YOUR OBJECTIVE:
Give the data again exactly, from its opening line through the line in which "would put a" appears.

ENTRIES SHOWN:
//! JSON snapshot of the full catalog
//!
//! The snapshot is a single UTF-8 JSON array of product objects with the keys
//! `id, title, description, price, sizes, photo, is_active, created_at`. It is
//! rewritten on every backup cycle and is the first source tried by recovery.
//!
//! Decoding is lenient about optional fields because snapshots written by older
//! deployments lack some of them, but strict about anything that would put a
//! wrong row into the store: the whole document is rejected, never half-applied.

use chrono::Utc;
use fs_err as fs;
use serde_json::{Map, Value};
use std::collections::HashSet;
use std::io::Write;
use std::path::Path;

use crate::core::error::{CatalogError, CatalogResult};
use crate::core::types::{parse_timestamp, validate_price, validate_title, Product, ProductId, Size};

/// Encodes products as a pretty-printed JSON array.
///
/// Fails with `Codec` if a product could not be restored from the output
/// (blank title, non-positive or non-finite price).
pub fn encode(products: &[Product]) -> CatalogResult<String> {
    for product in products {
        validate_title(&product.title)
            .and_then(|_| validate_price(product.price))
            .map_err(|e| CatalogError::Codec(format!("product {}: {}", product.id, e)))?;
    }
    serde_json::to_string_pretty(products).map_err(|e| CatalogError::Codec(e.to_string()))
}

/// Decodes a snapshot document.
///
/// Missing or `null` optional fields get defaults: `description = ""`,
/// `sizes = []`, `photo = ""`, `is_active = true`, `created_at = now`.
/// The legacy flags `active` and `deleted` are honoured when `is_active` is absent.
pub fn decode(text: &str) -> CatalogResult<Vec<Product>> {
    let document: Value = serde_json::from_str(text)?;
    let items = document
        .as_array()
        .ok_or_else(|| CatalogError::CorruptSnapshot("top-level value is not an array".to_string()))?;

    let now = Utc::now();
    let mut seen = HashSet::with_capacity(items.len());
    let mut products = Vec::with_capacity(items.len());
    for (index, item) in items.iter().enumerate() {
        let product = decode_product(item, now)
            .map_err(|reason| CatalogError::CorruptSnapshot(format!("entry #{}: {}", index, reason)))?;
        if !seen.insert(product.id) {
            return Err(CatalogError::CorruptSnapshot(format!(
                "entry #{}: duplicate id {}",
                index, product.id
            )));
        }
        products.push(product);
    }
    Ok(products)
}

fn decode_product(item: &Value, now: chrono::DateTime<Utc>) -> Result<Product, String> {
    let obj = item.as_object().ok_or("not an object")?;

    let id = match field(obj, "id") {
        Some(Value::Number(n)) => n.as_i64().ok_or_else(|| format!("id {} is not an integer", n))?,
        Some(Value::String(s)) => s.trim().parse::<i64>().map_err(|_| {
            log::warn!("Snapshot carries non-numeric product id {:?}; only integer ids can be restored", s);
            format!("non-numeric id {:?}, product ids must be integers", s)
        })?,
        Some(other) => return Err(format!("id has unexpected type: {}", other)),
        None => return Err("missing id".to_string()),
    };

    let title = match field(obj, "title") {
        Some(Value::String(s)) if !s.trim().is_empty() => s.clone(),
        Some(Value::String(_)) => return Err("blank title".to_string()),
        Some(other) => return Err(format!("title has unexpected type: {}", other)),
        None => return Err("missing title".to_string()),
    };

    let price = match field(obj, "price") {
        Some(Value::Number(n)) => n.as_f64().ok_or_else(|| format!("price {} is not a number", n))?,
        Some(Value::String(s)) => s.trim().parse::<f64>().map_err(|_| format!("price {:?} is not a number", s))?,
        Some(other) => return Err(format!("price has unexpected type: {}", other)),
        None => return Err("missing price".to_string()),
    };
    validate_price(price).map_err(|e| e.to_string())?;

    let sizes = match field(obj, "sizes") {
        None => Vec::new(),
        Some(Value::Array(values)) => values
            .iter()
            .map(|v| serde_json::from_value::<Size>(v.clone()).map_err(|_| format!("invalid size {}", v)))
            .collect::<Result<Vec<_>, _>>()?,
        Some(other) => return Err(format!("sizes has unexpected type: {}", other)),
    };

    let is_active = match (field(obj, "is_active"), field(obj, "active"), field(obj, "deleted")) {
        (Some(flag), _, _) | (None, Some(flag), _) => as_flag(flag).ok_or("is_active is not a boolean")?,
        (None, None, Some(flag)) => !as_flag(flag).ok_or("deleted is not a boolean")?,
        (None, None, None) => true,
    };

    let created_at = match field(obj, "created_at") {
        None => now,
        Some(Value::String(s)) => parse_timestamp(s).ok_or_else(|| format!("unparsable created_at {:?}", s))?,
        Some(other) => return Err(format!("created_at has unexpected type: {}", other)),
    };

    Ok(Product {
        id: ProductId(id),
        title,
        description: optional_text(obj, "description")?,
        price,
        sizes,
        photo: optional_text(obj, "photo")?,
        is_active,
        created_at,
    })
}

/// Looks up a key, treating JSON `null` as absent
fn field<'a>(obj: &'a Map<String, Value>, key: &str) -> Option<&'a Value> {
    obj.get(key).filter(|v| !v.is_null())
}

fn optional_text(obj: &Map<String, Value>, key: &str) -> Result<String, String> {
    match field(obj, key) {
        None => Ok(String::new()),
        Some(Value::String(s)) => Ok(s.clone()),
        Some(other) => Err(format!("{} has unexpected type: {}", key, other)),
    }
}

/// Accepts `true`/`false` and the 0/1 integers SQLite exports use
fn as_flag(value: &Value) -> Option<bool> {
    match value {
        Value::Bool(b) => Some(*b),
        Value::Number(n) => match n.as_i64() {
            Some(0) => Some(false),
            Some(1) => Some(true),
            _ => None,
        },
        _ => None,
    }
}

/// Reads and decodes the snapshot at `path`. `Ok(None)` if the file does not exist.
pub fn read_snapshot(path: &Path) -> CatalogResult<Option<Vec<Product>>> {
    if !path.exists() {
        return Ok(None);
    }
    let bytes = fs::read(path)?;
    let text = String::from_utf8(bytes)
        .map_err(|e| CatalogError::CorruptSnapshot(format!("not valid UTF-8: {}", e.utf8_error())))?;
    decode(&text).map(Some)
}

/// Encodes `products` and atomically replaces the snapshot at `path`.
/// Returns the number of products written.
pub fn write_snapshot(path: &Path, products: &[Product]) -> CatalogResult<usize> {
    let json = encode(products)?;
    write_atomic(path, json.as_bytes())?;
    log::info!("Snapshot written: {} ({} products)", path.display(), products.len());
    Ok(products.len())
}

/// Writes to `<path>.tmp`, syncs it to disk, then renames over `path`.
/// A crash mid-write leaves the previous file intact.
pub(crate) fn write_atomic(path: &Path, bytes: &[u8]) -> std::io::Result<()> {
    if let Some(parent) = path.parent() {
        if !parent.as_os_str().is_empty() {
            fs::create_dir_all(parent)?;
        }
    }

    let mut tmp_name = path.as_os_str().to_owned();
    tmp_name.push(".tmp");
    let tmp_path = std::path::PathBuf::from(tmp_name);

    let mut file = fs::File::create(&tmp_path)?;
    file.write_all(bytes)?;
    file.sync_all()?;
    drop(file);

    fs::rename(&tmp_path, path).inspect_err(|_| {
        let _ = fs::remove_file(&tmp_path);
    })
}

#[cfg(test)]
#[allow(clippy::unwrap_used)]
mod tests {
    use super::*;
    use chrono::TimeZone;
    use pretty_assertions::assert_eq;
    use tempfile::TempDir;

    fn sample() -> Vec<Product> {
        let created_at = Utc.with_ymd_and_hms(2024, 2, 3, 4, 5, 6).unwrap();
        vec![
            Product {
                id: ProductId(1),
                title: "Рубашка".into(),
                description: "Shirt with \"quotes\"".into(),
                price: 1500.0,
                sizes: vec![Size::Label("M".into()), Size::Number(42)],
                photo: "/webapp/static/uploads/1.jpg".into(),
                is_active: true,
                created_at,
            },
            Product {
                id: ProductId(2),
                title: "Jeans".into(),
                description: String::new(),
                price: 2999.99,
                sizes: vec![],
                photo: String::new(),
                is_active: false,
                created_at: created_at + chrono::Duration::microseconds(123_456),
            },
        ]
    }

    #[test]
    fn test_decode_of_encode_preserves_every_field() {
        let products = sample();
        let text = encode(&products).unwrap();
        assert_eq!(decode(&text).unwrap(), products);
    }

    #[test]
    fn test_encode_keeps_unicode_and_expected_keys() {
        let text = encode(&sample()).unwrap();
        assert!(text.contains("Рубашка"));
        let value: Value = serde_json::from_str(&text).unwrap();
        let keys: Vec<&String> = value[0].as_object().unwrap().keys().collect();
        for key in ["id", "title", "description", "price", "sizes", "photo", "is_active", "created_at"] {
            assert!(keys.iter().any(|k| k.as_str() == key), "missing key {key}");
        }
    }

    #[test]
    fn test_encode_rejects_invalid_state() {
        let mut products = sample();
        products[1].price = f64::NAN;
        assert!(matches!(encode(&products), Err(CatalogError::Codec(_))));
    }

    #[test]
    fn test_decode_fills_defaults() {
        let before = Utc::now();
        let products = decode(r#"[{"id": 5, "title": "Jeans", "price": 3000}]"#).unwrap();
        let product = &products[0];
        assert_eq!(product.id, ProductId(5));
        assert_eq!(product.description, "");
        assert!(product.sizes.is_empty());
        assert_eq!(product.photo, "");
        assert!(product.is_active);
        assert!(product.created_at >= before);
    }

    #[test]
    fn test_decode_treats_null_as_missing() {
        let products =
            decode(r#"[{"id": 1, "title": "Cap", "price": 10, "description": null, "photo": null, "sizes": null}]"#)
                .unwrap();
        assert_eq!(products[0].description, "");
        assert!(products[0].sizes.is_empty());
    }

    #[test]
    fn test_decode_legacy_flags_and_string_numbers() {
        let products = decode(
            r#"[
                {"id": "7", "title": "Old", "price": "450.5", "deleted": true},
                {"id": 8, "title": "Older", "price": 10, "active": 0},
                {"id": 9, "title": "Oldest", "price": 10, "is_active": 1, "created_at": "2023-12-31T23:59:59.5"}
            ]"#,
        )
        .unwrap();
        assert_eq!(products[0].id, ProductId(7));
        assert_eq!(products[0].price, 450.5);
        assert!(!products[0].is_active);
        assert!(!products[1].is_active);
        assert!(products[2].is_active);
        assert_eq!(
            products[2].created_at,
            Utc.with_ymd_and_hms(2023, 12, 31, 23, 59, 59).unwrap() + chrono::Duration::milliseconds(500)
        );
    }

    #[test]
    fn test_decode_rejects_malformed_documents() {
        let cases = [
            "not json",
            r#"{"id": 1}"#,
            r#"[{"title": "No id", "price": 1}]"#,
            r#"[{"id": 1, "price": 1}]"#,
            r#"[{"id": 1, "title": "  ", "price": 1}]"#,
            r#"[{"id": 1, "title": "Free", "price": 0}]"#,
            r#"[{"id": 1, "title": "X", "price": 1, "sizes": "M"}]"#,
            r#"[{"id": 1, "title": "X", "price": 1, "created_at": "last week"}]"#,
            r#"[{"id": 1, "title": "A", "price": 1}, {"id": 1, "title": "B", "price": 2}]"#,
            r#"[1, 2, 3]"#,
        ];
        for case in cases {
            assert!(
                matches!(decode(case), Err(CatalogError::CorruptSnapshot(_))),
                "expected CorruptSnapshot for {case}"
            );
        }
    }

    #[test]
    fn test_decode_names_non_numeric_id() {
        let err = decode(r#"[{"id": "p1", "title": "Shirt", "price": 1500}]"#).unwrap_err();
        match err {
            CatalogError::CorruptSnapshot(reason) => {
                assert!(reason.contains("non-numeric id \"p1\""), "{reason}");
            }
            other => panic!("unexpected error {other:?}"),
        }
    }

    #[test]
    fn test_read_snapshot_rejects_non_utf8() {
        let dir = TempDir::new().unwrap();
        let path = dir.path().join("products_backup.json");
        // "Рубашка" in cp1251
        let mut bytes = br#"[{"id": 1, "title": ""#.to_vec();
        bytes.extend_from_slice(&[0xD0, 0xF3, 0xE1, 0xE0, 0xF8, 0xEA, 0xE0]);
        bytes.extend_from_slice(br#"", "price": 1500}]"#);
        std::fs::write(&path, bytes).unwrap();

        assert!(matches!(read_snapshot(&path), Err(CatalogError::CorruptSnapshot(_))));
    }

    #[test]
    fn test_decode_empty_array() {
        assert!(decode("[]").unwrap().is_empty());
    }

    #[test]
    fn test_write_then_read_snapshot() {
        let dir = TempDir::new().unwrap();
        let path = dir.path().join("snap").join("products_backup.json");

        assert!(read_snapshot(&path).unwrap().is_none());
        assert_eq!(write_snapshot(&path, &sample()).unwrap(), 2);
        assert_eq!(read_snapshot(&path).unwrap().unwrap(), sample());

        // Overwritten, not versioned
        write_snapshot(&path, &sample()[..1]).unwrap();
        assert_eq!(read_snapshot(&path).unwrap().unwrap().len(), 1);
        assert!(!dir.path().join("snap").join("products_backup.json.tmp").exists());
    }

    #[test]
    fn test_failed_encode_leaves_previous_snapshot() {
        let dir = TempDir::new().unwrap();
        let path = dir.path().join("products_backup.json");
        write_snapshot(&path, &sample()).unwrap();

        let mut broken = sample();
        broken[0].title = String::new();
        assert!(write_snapshot(&path, &broken).is_err());
        assert_eq!(read_snapshot(&path).unwrap().unwrap(), sample());
    }
}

YOUR RESPONSE:
//! JSON snapshot of the full catalog
//!
//! The snapshot is a single UTF-8 JSON array of product objects with the keys
//! `id, title, description, price, sizes, photo, is_active, created_at`. It is
//! rewritten on every backup cycle and is the first source tried by recovery.
//!
//! Decoding is lenient about optional fields because snapshots written by older
//! deployments lack some of them, but strict about anything that would put a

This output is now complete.